Stages of Atlas of Variant Effects completion

To achieve the AVE vision and tackle these challenges, an international group of diverse researchers, clinicians and diagnosticians established the Atlas of Variant Effects Alliance (www.varianteffect.org). The AVE Alliance currently has over 400 members from over 100 institutions, located in 30 countries, united by the mission to bring the AVE into reality. The AVE Alliance is committed to Open Science and places diversity and inclusion at the heart of its activities. The AVE Alliance organises an annual meeting, the Mutational Scanning Symposium, and a monthly seminar series, the Variant Effect Seminar Series.

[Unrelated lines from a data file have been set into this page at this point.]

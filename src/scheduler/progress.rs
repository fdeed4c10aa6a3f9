//! Run counters, throughput and ETA.

use std::sync::atomic::{AtomicUsize, Ordering};
use std::time::{Duration, Instant};

use serde::Serialize;

/// Tasks per minute over `elapsed`.
pub fn throughput_per_minute(processed: usize, elapsed: Duration) -> f64 {
    let secs = elapsed.as_secs_f64();
    if processed == 0 || secs <= 0.0 {
        return 0.0;
    }
    processed as f64 / secs * 60.0
}

/// Time to finish `remaining` tasks at `per_minute`. `None` until a rate exists.
pub fn eta(remaining: usize, per_minute: f64) -> Option<Duration> {
    if remaining == 0 {
        return Some(Duration::ZERO);
    }
    if per_minute <= 0.0 || !per_minute.is_finite() {
        return None;
    }
    Some(Duration::from_secs_f64(remaining as f64 / per_minute * 60.0))
}

/// Live counters shared by the workers of one run.
#[derive(Debug)]
pub struct Progress {
    total: usize,
    resumed: AtomicUsize,
    succeeded: AtomicUsize,
    no_data: AtomicUsize,
    failed: AtomicUsize,
    active: AtomicUsize,
    started: Instant,
}

/// Point-in-time view of a run.
#[derive(Debug, Clone, Copy, PartialEq, Serialize)]
pub struct ProgressSnapshot {
    pub total: usize,
    pub completed: usize,
    pub resumed: usize,
    pub succeeded: usize,
    pub no_data: usize,
    pub failed: usize,
    pub active_workers: usize,
    pub elapsed: Duration,
    pub per_minute: f64,
    pub eta: Option<Duration>,
}

impl ProgressSnapshot {
    pub fn remaining(&self) -> usize {
        self.total.saturating_sub(self.completed)
    }
}

/// What the worker observed for a finished task.
#[derive(Debug, Clone, Copy, PartialEq, Eq)]
pub enum Tally {
    Succeeded,
    NoData,
    Failed,
}

impl Progress {
    pub fn new(total: usize) -> Self {
        Self {
            total,
            resumed: AtomicUsize::new(0),
            succeeded: AtomicUsize::new(0),
            no_data: AtomicUsize::new(0),
            failed: AtomicUsize::new(0),
            active: AtomicUsize::new(0),
            started: Instant::now(),
        }
    }

    pub fn resumed(&self) {
        self.resumed.fetch_add(1, Ordering::Relaxed);
    }

    pub fn task_started(&self) {
        self.active.fetch_add(1, Ordering::Relaxed);
    }

    pub fn task_finished(&self, tally: Tally) {
        let counter = match tally {
            Tally::Succeeded => &self.succeeded,
            Tally::NoData => &self.no_data,
            Tally::Failed => &self.failed,
        };
        counter.fetch_add(1, Ordering::Relaxed);
        self.active.fetch_sub(1, Ordering::Relaxed);
    }

    /// Counters now. Throughput counts only tasks processed in this run,
    /// so resumed tasks do not inflate it.
    pub fn snapshot(&self) -> ProgressSnapshot {
        let resumed = self.resumed.load(Ordering::Relaxed);
        let succeeded = self.succeeded.load(Ordering::Relaxed);
        let no_data = self.no_data.load(Ordering::Relaxed);
        let failed = self.failed.load(Ordering::Relaxed);
        let processed = succeeded + no_data + failed;
        let completed = resumed + processed;
        let elapsed = self.started.elapsed();
        let per_minute = throughput_per_minute(processed, elapsed);
        ProgressSnapshot {
            total: self.total,
            completed,
            resumed,
            succeeded,
            no_data,
            failed,
            active_workers: self.active.load(Ordering::Relaxed),
            elapsed,
            per_minute,
            eta: eta(self.total.saturating_sub(completed), per_minute),
        }
    }
}

#[cfg(test)]
mod tests {
    use super::*;

    #[test]
    fn throughput_is_per_minute() {
        assert_eq!(throughput_per_minute(30, Duration::from_secs(60)), 30.0);
        assert_eq!(throughput_per_minute(5, Duration::from_secs(30)), 10.0);
        assert_eq!(throughput_per_minute(0, Duration::from_secs(30)), 0.0);
        assert_eq!(throughput_per_minute(3, Duration::ZERO), 0.0);
    }

    #[test]
    fn eta_from_rate() {
        assert_eq!(eta(20, 10.0), Some(Duration::from_secs(120)));
        assert_eq!(eta(0, 0.0), Some(Duration::ZERO));
        assert_eq!(eta(5, 0.0), None);
    }

    #[test]
    fn snapshot_counts() {
        let progress = Progress::new(5);
        progress.resumed();
        progress.task_started();
        progress.task_started();
        progress.task_finished(Tally::Succeeded);
        progress.task_finished(Tally::NoData);
        progress.task_started();

        let snap = progress.snapshot();
        assert_eq!(snap.completed, 3);
        assert_eq!(snap.remaining(), 2);
        assert_eq!(snap.active_workers, 1);
        assert_eq!((snap.succeeded, snap.no_data, snap.failed), (1, 1, 0));
    }
}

To tackle the challenges identified above, AVE has established workstreams to:

  • Develop, standardise and democratise experimental and computational technologies,

  • Develop the infrastructure necessary to ingest, store and disseminate high quality FAIR data,

  • Ensure that clinical benefits are realised,

  • Expand, coordinate and sustain a diverse and motivated community.

The AVE Alliance provides a ‘front door’ for other organisations and initiatives to work with the diverse AVE community, from complementary large-scale national initiatives such as the NIH-funded Impact of Genomic Variants on Function (IGVF), as well as research funders and commercial organisations who are keen to engage with the community as a whole. We welcome any and all readers who are interested in building and learning from the Atlas of Variant Effects to join the Alliance and get involved [56, 57].